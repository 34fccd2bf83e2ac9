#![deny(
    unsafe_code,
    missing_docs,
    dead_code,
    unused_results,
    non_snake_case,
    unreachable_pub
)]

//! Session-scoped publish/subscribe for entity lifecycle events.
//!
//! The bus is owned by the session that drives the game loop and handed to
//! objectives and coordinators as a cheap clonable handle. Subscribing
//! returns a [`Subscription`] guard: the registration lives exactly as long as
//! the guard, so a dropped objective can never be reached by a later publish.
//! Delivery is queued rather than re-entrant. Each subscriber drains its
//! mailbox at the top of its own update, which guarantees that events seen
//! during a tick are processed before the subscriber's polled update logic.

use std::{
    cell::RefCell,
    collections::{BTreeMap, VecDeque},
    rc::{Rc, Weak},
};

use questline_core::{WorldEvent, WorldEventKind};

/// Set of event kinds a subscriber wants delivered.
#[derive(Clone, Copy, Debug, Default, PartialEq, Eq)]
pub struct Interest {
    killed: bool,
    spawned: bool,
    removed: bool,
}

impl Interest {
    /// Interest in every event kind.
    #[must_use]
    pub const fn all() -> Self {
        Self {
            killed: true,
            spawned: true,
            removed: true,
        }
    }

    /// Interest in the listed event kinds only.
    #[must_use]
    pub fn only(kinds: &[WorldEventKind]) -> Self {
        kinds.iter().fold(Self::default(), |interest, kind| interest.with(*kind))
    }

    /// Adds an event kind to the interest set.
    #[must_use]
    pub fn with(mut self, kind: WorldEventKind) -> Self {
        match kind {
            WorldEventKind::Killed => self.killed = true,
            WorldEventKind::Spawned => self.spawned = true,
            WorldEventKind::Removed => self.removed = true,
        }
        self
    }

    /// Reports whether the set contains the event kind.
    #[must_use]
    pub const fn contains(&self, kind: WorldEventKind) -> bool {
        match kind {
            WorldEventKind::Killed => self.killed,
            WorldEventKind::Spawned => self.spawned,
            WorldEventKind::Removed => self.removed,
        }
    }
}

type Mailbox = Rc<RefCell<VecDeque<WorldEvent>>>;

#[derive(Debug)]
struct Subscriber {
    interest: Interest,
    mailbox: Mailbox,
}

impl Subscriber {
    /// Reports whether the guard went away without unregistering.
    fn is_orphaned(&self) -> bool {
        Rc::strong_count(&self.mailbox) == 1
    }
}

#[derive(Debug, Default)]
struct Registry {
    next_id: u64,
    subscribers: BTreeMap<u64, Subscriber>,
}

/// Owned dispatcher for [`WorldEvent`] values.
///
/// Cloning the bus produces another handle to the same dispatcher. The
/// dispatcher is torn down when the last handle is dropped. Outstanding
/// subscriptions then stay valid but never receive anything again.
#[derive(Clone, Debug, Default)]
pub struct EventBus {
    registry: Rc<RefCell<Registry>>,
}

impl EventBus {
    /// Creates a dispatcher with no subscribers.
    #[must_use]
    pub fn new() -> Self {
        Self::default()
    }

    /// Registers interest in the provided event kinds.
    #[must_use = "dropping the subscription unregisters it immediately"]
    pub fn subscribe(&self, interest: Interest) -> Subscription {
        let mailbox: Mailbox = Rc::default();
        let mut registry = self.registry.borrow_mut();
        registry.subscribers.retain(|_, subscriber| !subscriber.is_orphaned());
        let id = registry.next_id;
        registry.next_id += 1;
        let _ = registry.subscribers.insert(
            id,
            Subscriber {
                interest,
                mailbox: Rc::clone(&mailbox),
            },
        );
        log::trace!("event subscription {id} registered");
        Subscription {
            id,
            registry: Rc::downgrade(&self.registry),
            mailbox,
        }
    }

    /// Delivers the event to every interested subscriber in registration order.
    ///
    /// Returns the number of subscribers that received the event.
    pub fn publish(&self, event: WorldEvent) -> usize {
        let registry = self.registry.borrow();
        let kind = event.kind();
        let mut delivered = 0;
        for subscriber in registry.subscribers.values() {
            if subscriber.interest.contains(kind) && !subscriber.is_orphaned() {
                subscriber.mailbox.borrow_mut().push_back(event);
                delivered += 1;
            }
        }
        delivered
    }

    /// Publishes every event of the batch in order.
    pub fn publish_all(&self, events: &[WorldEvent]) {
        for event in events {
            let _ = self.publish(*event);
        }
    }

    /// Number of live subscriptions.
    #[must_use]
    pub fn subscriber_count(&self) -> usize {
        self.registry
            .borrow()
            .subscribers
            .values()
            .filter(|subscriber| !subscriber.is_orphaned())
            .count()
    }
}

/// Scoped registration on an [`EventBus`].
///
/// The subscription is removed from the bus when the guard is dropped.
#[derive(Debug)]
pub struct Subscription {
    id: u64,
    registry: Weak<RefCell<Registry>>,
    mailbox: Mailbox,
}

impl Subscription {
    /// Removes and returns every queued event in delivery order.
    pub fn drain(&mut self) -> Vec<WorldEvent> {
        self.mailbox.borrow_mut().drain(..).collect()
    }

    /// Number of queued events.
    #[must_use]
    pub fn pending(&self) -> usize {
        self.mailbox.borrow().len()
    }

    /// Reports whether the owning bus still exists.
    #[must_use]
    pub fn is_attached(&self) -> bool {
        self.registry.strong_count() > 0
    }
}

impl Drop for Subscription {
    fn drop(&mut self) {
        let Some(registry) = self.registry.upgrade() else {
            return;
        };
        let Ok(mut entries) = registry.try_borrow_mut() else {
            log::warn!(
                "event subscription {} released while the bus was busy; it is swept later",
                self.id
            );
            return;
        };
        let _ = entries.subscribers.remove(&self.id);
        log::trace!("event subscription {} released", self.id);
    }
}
◇ ◇ ◇ ◇ ◇ ◇ ◇
## [Exercise directions]
For each line of the entries that includes "every", show that line.

## [Response area]
    /// Interest in every event kind.
    /// Delivers the event to every interested subscriber in registration order.
    /// Publishes every event of the batch in order.
    /// Removes and returns every queued event in delivery order.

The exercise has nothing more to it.